Only lines holding the word "GeoTessError" are wanted from the records; copy all of them.

Stored data:
┌────────

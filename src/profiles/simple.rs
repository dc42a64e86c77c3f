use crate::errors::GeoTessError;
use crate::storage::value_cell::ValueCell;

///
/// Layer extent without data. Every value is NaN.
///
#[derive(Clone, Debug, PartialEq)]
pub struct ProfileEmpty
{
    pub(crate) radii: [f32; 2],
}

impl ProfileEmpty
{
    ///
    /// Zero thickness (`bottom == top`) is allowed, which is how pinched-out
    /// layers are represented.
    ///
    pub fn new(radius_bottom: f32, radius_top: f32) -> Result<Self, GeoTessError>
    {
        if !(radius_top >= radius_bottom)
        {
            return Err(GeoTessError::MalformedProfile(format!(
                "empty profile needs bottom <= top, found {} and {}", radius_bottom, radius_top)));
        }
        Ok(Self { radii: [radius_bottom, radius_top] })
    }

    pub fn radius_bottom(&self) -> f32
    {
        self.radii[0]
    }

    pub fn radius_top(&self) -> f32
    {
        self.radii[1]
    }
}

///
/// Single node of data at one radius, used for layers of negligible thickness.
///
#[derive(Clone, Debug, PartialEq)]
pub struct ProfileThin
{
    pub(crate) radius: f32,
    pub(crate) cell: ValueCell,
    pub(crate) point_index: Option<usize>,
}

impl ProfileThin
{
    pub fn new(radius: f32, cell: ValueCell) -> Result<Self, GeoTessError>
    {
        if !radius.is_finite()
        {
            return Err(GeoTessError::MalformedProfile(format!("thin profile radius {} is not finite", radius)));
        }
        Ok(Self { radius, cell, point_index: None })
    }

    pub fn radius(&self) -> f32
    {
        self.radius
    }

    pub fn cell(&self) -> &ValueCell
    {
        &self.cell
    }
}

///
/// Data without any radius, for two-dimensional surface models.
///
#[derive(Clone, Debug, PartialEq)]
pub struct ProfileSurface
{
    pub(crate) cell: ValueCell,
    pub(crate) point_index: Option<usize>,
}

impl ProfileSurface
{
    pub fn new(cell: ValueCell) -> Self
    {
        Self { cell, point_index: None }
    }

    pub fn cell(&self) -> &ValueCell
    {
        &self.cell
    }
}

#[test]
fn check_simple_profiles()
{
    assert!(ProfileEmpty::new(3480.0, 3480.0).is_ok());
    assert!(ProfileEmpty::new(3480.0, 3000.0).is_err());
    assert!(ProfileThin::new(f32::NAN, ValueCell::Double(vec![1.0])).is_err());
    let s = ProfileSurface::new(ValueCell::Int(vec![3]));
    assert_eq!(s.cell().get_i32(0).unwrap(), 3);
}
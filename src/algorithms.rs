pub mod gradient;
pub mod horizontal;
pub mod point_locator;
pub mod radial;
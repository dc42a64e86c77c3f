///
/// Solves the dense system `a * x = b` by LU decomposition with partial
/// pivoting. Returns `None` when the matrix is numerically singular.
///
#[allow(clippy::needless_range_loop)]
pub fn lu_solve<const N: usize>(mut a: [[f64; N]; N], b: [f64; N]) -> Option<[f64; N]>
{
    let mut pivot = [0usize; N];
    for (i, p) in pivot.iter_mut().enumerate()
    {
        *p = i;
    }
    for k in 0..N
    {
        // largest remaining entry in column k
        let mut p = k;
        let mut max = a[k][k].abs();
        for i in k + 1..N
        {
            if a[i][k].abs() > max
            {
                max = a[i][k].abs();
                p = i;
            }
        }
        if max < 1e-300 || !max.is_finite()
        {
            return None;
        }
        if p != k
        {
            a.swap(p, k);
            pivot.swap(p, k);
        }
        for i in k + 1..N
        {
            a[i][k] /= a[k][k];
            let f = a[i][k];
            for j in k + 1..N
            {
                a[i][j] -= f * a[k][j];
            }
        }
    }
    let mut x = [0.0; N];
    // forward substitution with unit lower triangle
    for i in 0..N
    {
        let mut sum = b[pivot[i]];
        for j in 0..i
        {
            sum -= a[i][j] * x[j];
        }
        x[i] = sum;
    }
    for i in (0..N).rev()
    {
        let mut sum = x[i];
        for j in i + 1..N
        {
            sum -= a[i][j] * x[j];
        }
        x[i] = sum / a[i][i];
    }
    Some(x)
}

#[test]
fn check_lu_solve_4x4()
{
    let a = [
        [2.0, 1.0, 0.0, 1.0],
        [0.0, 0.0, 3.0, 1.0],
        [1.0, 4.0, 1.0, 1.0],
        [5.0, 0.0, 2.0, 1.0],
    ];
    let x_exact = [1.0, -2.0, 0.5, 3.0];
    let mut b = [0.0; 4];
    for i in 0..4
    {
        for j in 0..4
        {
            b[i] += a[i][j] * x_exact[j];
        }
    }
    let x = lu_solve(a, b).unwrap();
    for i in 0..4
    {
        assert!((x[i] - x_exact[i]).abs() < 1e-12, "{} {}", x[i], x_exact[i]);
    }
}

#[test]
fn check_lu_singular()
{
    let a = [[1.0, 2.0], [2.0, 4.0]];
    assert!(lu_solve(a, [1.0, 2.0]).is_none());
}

└────────
┌────────

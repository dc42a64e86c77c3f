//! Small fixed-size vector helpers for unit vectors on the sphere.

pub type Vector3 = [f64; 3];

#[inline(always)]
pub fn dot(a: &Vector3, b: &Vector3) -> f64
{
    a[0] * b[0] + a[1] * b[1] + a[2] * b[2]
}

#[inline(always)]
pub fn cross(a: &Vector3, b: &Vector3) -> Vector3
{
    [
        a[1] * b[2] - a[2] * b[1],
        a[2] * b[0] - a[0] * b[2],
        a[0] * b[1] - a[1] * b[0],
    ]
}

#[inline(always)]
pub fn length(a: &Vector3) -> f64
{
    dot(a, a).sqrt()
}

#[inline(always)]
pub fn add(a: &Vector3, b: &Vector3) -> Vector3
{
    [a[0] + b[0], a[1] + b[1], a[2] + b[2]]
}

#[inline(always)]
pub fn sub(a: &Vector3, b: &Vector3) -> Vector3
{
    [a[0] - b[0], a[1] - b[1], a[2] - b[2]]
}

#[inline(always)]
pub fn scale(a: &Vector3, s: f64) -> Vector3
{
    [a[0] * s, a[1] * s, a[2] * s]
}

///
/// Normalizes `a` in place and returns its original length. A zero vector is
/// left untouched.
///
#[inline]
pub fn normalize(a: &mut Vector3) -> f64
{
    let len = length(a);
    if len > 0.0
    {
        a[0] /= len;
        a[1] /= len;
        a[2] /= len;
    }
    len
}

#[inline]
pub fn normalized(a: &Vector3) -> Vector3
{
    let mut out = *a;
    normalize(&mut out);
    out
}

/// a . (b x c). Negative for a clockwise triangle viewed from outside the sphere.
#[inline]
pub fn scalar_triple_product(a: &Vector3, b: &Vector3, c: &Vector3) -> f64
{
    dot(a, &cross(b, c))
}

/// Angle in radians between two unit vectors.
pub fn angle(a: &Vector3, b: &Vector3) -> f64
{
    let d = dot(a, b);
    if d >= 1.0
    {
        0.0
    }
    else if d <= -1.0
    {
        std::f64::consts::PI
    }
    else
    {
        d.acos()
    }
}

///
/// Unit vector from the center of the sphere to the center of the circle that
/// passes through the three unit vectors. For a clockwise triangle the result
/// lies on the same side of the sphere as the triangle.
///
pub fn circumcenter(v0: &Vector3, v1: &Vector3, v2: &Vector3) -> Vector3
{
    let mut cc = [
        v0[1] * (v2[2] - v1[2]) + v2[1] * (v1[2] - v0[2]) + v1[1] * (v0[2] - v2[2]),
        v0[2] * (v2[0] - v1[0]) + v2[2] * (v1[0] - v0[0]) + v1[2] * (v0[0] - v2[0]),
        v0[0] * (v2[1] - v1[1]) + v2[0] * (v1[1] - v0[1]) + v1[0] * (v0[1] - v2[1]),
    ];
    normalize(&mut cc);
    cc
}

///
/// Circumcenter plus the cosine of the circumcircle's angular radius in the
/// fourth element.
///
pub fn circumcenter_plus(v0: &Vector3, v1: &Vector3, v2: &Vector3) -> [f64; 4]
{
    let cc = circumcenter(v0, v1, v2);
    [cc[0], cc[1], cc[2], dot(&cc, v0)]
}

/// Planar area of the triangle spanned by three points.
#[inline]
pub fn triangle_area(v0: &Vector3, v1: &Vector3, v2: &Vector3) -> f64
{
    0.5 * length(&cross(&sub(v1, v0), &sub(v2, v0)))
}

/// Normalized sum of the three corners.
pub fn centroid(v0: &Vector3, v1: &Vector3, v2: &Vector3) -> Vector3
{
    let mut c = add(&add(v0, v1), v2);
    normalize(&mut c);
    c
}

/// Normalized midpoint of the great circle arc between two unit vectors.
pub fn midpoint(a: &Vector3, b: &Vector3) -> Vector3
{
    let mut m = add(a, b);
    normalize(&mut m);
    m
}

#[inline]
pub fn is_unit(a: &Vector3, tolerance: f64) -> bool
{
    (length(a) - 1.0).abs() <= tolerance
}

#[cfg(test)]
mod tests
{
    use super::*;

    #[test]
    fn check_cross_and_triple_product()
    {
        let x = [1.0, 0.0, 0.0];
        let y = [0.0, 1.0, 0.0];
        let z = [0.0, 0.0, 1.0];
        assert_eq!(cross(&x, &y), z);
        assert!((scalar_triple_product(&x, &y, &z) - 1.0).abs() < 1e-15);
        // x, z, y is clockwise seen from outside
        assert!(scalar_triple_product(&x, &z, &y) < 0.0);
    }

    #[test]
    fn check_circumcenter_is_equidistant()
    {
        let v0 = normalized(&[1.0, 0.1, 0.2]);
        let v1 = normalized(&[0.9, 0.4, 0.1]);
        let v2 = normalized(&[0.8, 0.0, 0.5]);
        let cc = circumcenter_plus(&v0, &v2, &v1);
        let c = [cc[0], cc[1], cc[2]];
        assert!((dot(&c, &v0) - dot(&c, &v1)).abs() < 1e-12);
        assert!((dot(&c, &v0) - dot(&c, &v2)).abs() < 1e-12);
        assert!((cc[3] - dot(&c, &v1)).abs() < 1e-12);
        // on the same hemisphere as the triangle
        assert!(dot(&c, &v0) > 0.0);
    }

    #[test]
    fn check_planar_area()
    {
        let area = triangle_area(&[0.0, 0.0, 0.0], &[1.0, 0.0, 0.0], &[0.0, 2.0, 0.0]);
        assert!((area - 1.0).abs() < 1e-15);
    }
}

└────────

Your response:
use crate::errors::GeoTessError;
    pub fn new(radius_bottom: f32, radius_top: f32) -> Result<Self, GeoTessError>
            return Err(GeoTessError::MalformedProfile(format!(
    pub fn new(radius: f32, cell: ValueCell) -> Result<Self, GeoTessError>
            return Err(GeoTessError::MalformedProfile(format!("thin profile radius {} is not finite", radius)));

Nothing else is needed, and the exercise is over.